(Collected data)
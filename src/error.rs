use std::{error::Error as StdError, fmt, io};

use url::Url;

use crate::StatusCode;

/// A `Result` alias where the `Err` case is `polyglot_fetch::Error`.
pub type Result<T> = std::result::Result<T, Error>;

/// A boxed error type that can be used for dynamic error handling.
pub type BoxError = Box<dyn StdError + Send + Sync>;

/// The Errors that may occur when processing a `Request`.
///
/// Note: Errors may include the full URL used to make the `Request`. If
/// the URL contains sensitive information (e.g. an API key as a query
/// parameter), be sure to remove it ([`without_url`](Error::without_url)).
pub struct Error {
    inner: Box<Inner>,
}

struct Inner {
    kind: Kind,
    source: Option<BoxError>,
    url: Option<Url>,
}

impl Error {
    pub(crate) fn new<E>(kind: Kind, source: Option<E>) -> Error
    where
        E: Into<BoxError>,
    {
        Error {
            inner: Box::new(Inner {
                kind,
                source: source.map(Into::into),
                url: None,
            }),
        }
    }

    pub(crate) fn builder<E: Into<BoxError>>(e: E) -> Error {
        Error::new(Kind::Builder, Some(e))
    }

    pub(crate) fn request<E: Into<BoxError>>(e: E) -> Error {
        Error::new(Kind::Request, Some(e))
    }

    pub(crate) fn connect<E: Into<BoxError>>(e: E) -> Error {
        Error::new(Kind::Connect, Some(e))
    }

    pub(crate) fn tls<E: Into<BoxError>>(e: E) -> Error {
        Error::new(Kind::Tls, Some(e))
    }

    pub(crate) fn protocol<E: Into<BoxError>>(e: E) -> Error {
        Error::new(Kind::Protocol, Some(e))
    }

    pub(crate) fn body<E: Into<BoxError>>(e: E) -> Error {
        Error::new(Kind::Body, Some(e))
    }

    pub(crate) fn decode<E: Into<BoxError>>(e: E) -> Error {
        Error::new(Kind::Decode, Some(e))
    }

    pub(crate) fn redirect<E: Into<BoxError>>(e: E, url: Url) -> Error {
        Error::new(Kind::Redirect, Some(e)).with_url(url)
    }

    pub(crate) fn abort() -> Error {
        Error::new(Kind::Abort, None::<Error>)
    }

    pub(crate) fn status_code(url: Url, status: StatusCode) -> Error {
        Error::new(Kind::Status(status), None::<Error>).with_url(url)
    }

    pub(crate) fn url_bad_scheme(url: Url) -> Error {
        Error::new(Kind::Builder, Some(BadScheme)).with_url(url)
    }

    /// Converts an `io::Error` produced by the decoder stack back into the
    /// crate error it wrapped, or wraps a foreign one as a decode error.
    pub(crate) fn decode_io(e: io::Error) -> Error {
        if e.get_ref().map(|r| r.is::<Error>()).unwrap_or(false) {
            *e.into_inner()
                .expect("io::Error::get_ref was Some(_)")
                .downcast::<Error>()
                .expect("StdError::is() was true")
        } else {
            Error::decode(e)
        }
    }

    pub(crate) fn into_io(self) -> io::Error {
        io::Error::new(io::ErrorKind::Other, self)
    }
}

impl Error {
    /// Returns a possible URL related to this error.
    pub fn url(&self) -> Option<&Url> {
        self.inner.url.as_ref()
    }

    /// Returns a mutable reference to the URL related to this error.
    ///
    /// This is useful if you need to remove sensitive information from the
    /// URL (e.g. an API key in the query), but do not want to remove the
    /// URL entirely.
    pub fn url_mut(&mut self) -> Option<&mut Url> {
        self.inner.url.as_mut()
    }

    /// Add a url related to this error (overwriting any existing).
    pub fn with_url(mut self, url: Url) -> Self {
        self.inner.url = Some(url);
        self
    }

    /// Strip the related url from this error (if, for example, it contains
    /// sensitive information).
    pub fn without_url(mut self) -> Self {
        self.inner.url = None;
        self
    }

    /// Returns true if the error came from building the client or request.
    pub fn is_builder(&self) -> bool {
        matches!(self.inner.kind, Kind::Builder)
    }

    /// Returns true if the error is related to establishing a connection.
    pub fn is_connect(&self) -> bool {
        matches!(self.inner.kind, Kind::Connect)
    }

    /// Returns true if the error is related to TLS.
    pub fn is_tls(&self) -> bool {
        matches!(self.inner.kind, Kind::Tls)
    }

    /// Returns true if the error is an HTTP protocol violation reported by
    /// the peer (GOAWAY with an error code, frame error, malformed
    /// response).
    pub fn is_protocol(&self) -> bool {
        matches!(self.inner.kind, Kind::Protocol)
    }

    /// Returns true if the request was cancelled through its abort signal
    /// or by resetting the client.
    pub fn is_abort(&self) -> bool {
        matches!(self.inner.kind, Kind::Abort)
    }

    /// Returns true if the error came from the redirect policy.
    pub fn is_redirect(&self) -> bool {
        matches!(self.inner.kind, Kind::Redirect)
    }

    /// Returns true if the error is related to sending the request.
    pub fn is_request(&self) -> bool {
        matches!(self.inner.kind, Kind::Request)
    }

    /// Returns true if the error is related to the request or response body.
    pub fn is_body(&self) -> bool {
        matches!(self.inner.kind, Kind::Body)
    }

    /// Returns true if the error is related to decoding the response body.
    pub fn is_decode(&self) -> bool {
        matches!(self.inner.kind, Kind::Decode)
    }

    /// Returns true if the error is from `Response::error_for_status`.
    pub fn is_status(&self) -> bool {
        matches!(self.inner.kind, Kind::Status(_))
    }

    /// Returns true if the error is related to a timeout.
    pub fn is_timeout(&self) -> bool {
        let mut source = self.source();

        while let Some(err) = source {
            if err.is::<TimedOut>() {
                return true;
            }

            if let Some(io) = err.downcast_ref::<io::Error>() {
                if io.kind() == io::ErrorKind::TimedOut {
                    return true;
                }
            }

            source = err.source();
        }

        false
    }

    /// Returns the status code, if the error was generated from a response.
    pub fn status(&self) -> Option<StatusCode> {
        match self.inner.kind {
            Kind::Status(code) => Some(code),
            _ => None,
        }
    }
}

impl fmt::Debug for Error {
    fn fmt(&self, f: &mut fmt::Formatter) -> fmt::Result {
        let mut builder = f.debug_struct("polyglot_fetch::Error");

        builder.field("kind", &self.inner.kind);

        if let Some(ref url) = self.inner.url {
            builder.field("url", &url.as_str());
        }

        if let Some(ref source) = self.inner.source {
            builder.field("source", source);
        }

        builder.finish()
    }
}

impl fmt::Display for Error {
    fn fmt(&self, f: &mut fmt::Formatter) -> fmt::Result {
        match self.inner.kind {
            Kind::Builder => f.write_str("builder error")?,
            Kind::Request => f.write_str("error sending request")?,
            Kind::Connect => f.write_str("error connecting")?,
            Kind::Tls => f.write_str("tls handshake error")?,
            Kind::Protocol => f.write_str("http protocol error")?,
            Kind::Abort => f.write_str("request aborted")?,
            Kind::Redirect => f.write_str("error following redirect")?,
            Kind::Body => f.write_str("request or response body error")?,
            Kind::Decode => f.write_str("error decoding response body")?,
            Kind::Status(ref code) => {
                let prefix = if code.is_client_error() {
                    "HTTP status client error"
                } else {
                    debug_assert!(code.is_server_error());
                    "HTTP status server error"
                };
                write!(f, "{prefix} ({code})")?;
            }
        };

        if let Some(url) = &self.inner.url {
            write!(f, " for url ({url})")?;
        }

        if let Some(e) = &self.inner.source {
            write!(f, ": {e}")?;
        }

        Ok(())
    }
}

impl StdError for Error {
    fn source(&self) -> Option<&(dyn StdError + 'static)> {
        self.inner.source.as_ref().map(|e| &**e as _)
    }
}

#[derive(Debug)]
pub(crate) enum Kind {
    Builder,
    Request,
    Connect,
    Tls,
    Protocol,
    Abort,
    Redirect,
    Body,
    Decode,
    Status(StatusCode),
}

#[derive(Debug)]
pub(crate) struct TimedOut;

impl fmt::Display for TimedOut {
    fn fmt(&self, f: &mut fmt::Formatter) -> fmt::Result {
        f.write_str("operation timed out")
    }
}

impl StdError for TimedOut {}

#[derive(Debug)]
pub(crate) struct BadScheme;

impl fmt::Display for BadScheme {
    fn fmt(&self, f: &mut fmt::Formatter) -> fmt::Result {
        f.write_str("URL scheme is not allowed")
    }
}

impl StdError for BadScheme {}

Requirement: How many lines of the entries above contain the word "StdError"? Give the number alone.

Task response: 7